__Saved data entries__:
====
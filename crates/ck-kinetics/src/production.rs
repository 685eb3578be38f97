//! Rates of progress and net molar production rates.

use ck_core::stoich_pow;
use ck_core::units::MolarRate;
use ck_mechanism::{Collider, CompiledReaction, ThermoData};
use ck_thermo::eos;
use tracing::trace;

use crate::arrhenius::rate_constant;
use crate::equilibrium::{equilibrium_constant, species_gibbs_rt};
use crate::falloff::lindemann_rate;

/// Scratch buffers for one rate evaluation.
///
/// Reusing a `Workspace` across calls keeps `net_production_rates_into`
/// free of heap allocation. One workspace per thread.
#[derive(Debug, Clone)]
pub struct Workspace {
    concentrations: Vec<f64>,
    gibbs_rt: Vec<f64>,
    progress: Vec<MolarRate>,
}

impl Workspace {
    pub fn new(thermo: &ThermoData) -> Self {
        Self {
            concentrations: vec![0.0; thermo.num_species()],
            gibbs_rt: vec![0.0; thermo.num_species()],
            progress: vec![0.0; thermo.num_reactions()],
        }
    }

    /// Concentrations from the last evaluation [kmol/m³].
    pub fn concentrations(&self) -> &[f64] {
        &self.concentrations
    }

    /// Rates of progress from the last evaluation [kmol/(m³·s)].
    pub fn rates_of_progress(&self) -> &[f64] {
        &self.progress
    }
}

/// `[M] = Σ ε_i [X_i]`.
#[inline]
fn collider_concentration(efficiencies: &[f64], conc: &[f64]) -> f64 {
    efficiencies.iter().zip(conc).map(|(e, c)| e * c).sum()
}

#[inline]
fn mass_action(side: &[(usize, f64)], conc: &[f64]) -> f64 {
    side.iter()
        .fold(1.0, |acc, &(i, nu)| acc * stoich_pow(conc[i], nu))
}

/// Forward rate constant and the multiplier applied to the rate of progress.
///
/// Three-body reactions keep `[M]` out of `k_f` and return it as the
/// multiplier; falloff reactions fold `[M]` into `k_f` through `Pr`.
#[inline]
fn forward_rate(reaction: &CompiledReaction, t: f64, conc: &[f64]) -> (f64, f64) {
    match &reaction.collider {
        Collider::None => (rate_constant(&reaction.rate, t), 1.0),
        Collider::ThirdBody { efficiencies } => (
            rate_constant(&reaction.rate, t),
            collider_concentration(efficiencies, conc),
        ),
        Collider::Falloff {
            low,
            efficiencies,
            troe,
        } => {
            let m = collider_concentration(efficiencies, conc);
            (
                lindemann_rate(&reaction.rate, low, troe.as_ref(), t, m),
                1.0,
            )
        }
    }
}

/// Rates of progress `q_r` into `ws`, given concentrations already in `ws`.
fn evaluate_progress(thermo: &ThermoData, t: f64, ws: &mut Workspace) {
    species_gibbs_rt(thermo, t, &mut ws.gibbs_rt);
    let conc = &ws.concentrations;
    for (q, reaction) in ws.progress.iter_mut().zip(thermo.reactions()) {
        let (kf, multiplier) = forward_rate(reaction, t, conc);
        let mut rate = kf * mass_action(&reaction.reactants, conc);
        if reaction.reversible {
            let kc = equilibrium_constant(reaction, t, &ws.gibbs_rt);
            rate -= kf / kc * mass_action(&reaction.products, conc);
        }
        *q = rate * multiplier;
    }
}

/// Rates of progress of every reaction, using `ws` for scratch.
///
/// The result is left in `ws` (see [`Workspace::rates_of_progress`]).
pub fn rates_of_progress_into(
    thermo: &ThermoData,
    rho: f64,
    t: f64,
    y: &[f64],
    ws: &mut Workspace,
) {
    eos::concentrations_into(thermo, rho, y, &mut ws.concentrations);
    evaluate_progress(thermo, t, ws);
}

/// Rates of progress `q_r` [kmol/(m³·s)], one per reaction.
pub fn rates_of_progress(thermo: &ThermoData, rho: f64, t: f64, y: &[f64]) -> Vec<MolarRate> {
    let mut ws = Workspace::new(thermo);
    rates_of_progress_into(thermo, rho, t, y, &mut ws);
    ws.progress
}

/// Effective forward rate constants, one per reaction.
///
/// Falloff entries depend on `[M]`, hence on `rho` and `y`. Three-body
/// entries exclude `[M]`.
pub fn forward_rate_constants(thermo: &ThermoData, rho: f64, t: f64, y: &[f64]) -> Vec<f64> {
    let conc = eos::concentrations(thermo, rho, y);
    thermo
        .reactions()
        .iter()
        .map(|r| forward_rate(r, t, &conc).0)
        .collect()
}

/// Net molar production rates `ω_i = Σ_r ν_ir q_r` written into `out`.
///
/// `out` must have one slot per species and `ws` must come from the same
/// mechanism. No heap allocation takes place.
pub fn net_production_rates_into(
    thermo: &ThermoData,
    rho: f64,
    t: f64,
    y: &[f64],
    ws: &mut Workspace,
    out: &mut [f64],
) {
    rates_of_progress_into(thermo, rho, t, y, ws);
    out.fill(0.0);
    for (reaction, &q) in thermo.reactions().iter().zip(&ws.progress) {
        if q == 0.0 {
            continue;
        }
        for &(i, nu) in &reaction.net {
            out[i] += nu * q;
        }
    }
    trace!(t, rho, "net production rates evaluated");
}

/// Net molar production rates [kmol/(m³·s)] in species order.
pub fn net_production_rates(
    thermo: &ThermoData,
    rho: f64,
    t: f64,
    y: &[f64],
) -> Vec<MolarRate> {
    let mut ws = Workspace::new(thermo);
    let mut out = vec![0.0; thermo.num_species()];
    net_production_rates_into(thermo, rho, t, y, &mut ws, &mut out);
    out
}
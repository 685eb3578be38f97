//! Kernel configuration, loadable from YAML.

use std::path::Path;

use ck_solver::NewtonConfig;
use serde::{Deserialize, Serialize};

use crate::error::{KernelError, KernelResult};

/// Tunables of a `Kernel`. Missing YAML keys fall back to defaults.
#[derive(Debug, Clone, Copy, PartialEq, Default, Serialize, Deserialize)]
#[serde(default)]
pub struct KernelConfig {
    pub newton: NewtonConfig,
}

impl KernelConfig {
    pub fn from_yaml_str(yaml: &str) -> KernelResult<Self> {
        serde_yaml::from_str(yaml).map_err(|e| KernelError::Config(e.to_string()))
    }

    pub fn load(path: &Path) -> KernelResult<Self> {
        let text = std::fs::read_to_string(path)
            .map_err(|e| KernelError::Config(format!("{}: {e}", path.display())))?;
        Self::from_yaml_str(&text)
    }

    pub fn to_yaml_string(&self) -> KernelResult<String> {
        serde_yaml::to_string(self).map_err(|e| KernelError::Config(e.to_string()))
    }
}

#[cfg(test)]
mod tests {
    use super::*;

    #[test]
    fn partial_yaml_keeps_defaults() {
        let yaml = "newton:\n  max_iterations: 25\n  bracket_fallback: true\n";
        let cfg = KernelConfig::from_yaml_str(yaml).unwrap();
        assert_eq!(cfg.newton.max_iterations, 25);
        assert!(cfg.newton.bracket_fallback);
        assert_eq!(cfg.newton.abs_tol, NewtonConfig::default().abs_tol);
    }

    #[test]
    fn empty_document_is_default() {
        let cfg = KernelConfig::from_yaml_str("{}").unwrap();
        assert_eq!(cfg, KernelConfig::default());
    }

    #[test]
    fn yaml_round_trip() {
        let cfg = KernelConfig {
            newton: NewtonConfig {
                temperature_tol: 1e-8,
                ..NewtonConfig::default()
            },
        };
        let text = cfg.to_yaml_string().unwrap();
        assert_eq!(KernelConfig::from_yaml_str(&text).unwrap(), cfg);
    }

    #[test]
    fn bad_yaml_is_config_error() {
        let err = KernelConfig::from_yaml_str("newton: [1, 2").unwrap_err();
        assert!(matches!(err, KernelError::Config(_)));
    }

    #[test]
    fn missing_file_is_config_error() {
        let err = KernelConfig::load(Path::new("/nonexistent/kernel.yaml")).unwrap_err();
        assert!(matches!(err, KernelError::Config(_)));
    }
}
====
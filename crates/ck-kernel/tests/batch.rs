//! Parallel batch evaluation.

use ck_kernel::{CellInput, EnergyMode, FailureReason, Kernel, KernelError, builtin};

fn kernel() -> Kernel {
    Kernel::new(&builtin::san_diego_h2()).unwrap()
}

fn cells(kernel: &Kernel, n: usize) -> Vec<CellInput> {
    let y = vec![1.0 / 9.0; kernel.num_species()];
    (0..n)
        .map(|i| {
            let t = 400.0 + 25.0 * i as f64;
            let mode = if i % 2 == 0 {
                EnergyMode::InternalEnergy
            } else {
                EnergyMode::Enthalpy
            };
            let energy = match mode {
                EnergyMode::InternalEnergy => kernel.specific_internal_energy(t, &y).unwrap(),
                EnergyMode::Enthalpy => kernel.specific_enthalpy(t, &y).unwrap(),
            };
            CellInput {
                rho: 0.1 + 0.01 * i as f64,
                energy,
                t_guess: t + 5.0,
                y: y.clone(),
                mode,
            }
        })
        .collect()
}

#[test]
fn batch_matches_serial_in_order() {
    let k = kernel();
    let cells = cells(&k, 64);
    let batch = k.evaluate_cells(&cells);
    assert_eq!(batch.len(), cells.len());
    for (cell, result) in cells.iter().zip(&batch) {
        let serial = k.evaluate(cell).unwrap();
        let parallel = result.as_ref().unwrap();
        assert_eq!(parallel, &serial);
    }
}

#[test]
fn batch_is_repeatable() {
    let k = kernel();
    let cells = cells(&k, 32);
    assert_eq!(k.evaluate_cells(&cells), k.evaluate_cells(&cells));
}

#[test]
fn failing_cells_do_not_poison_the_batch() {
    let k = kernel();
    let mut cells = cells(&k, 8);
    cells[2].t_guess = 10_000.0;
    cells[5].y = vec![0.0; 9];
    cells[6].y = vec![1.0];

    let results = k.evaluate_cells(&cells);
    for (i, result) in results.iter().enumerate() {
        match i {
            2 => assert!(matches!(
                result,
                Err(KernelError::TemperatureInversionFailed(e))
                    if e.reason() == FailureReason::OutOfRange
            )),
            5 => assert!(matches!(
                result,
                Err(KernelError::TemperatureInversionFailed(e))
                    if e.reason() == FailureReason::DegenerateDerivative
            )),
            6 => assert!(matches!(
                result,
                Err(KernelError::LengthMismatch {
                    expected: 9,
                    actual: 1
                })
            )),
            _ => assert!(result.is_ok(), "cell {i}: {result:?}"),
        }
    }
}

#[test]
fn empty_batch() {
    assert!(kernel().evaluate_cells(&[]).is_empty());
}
====
__Task directions__: Wherever a line contains the string "MolarRate", copy that line from the data.

__Output of the exercise__:
use ck_core::units::MolarRate;
    progress: Vec<MolarRate>,
pub fn rates_of_progress(thermo: &ThermoData, rho: f64, t: f64, y: &[f64]) -> Vec<MolarRate> {
) -> Vec<MolarRate> {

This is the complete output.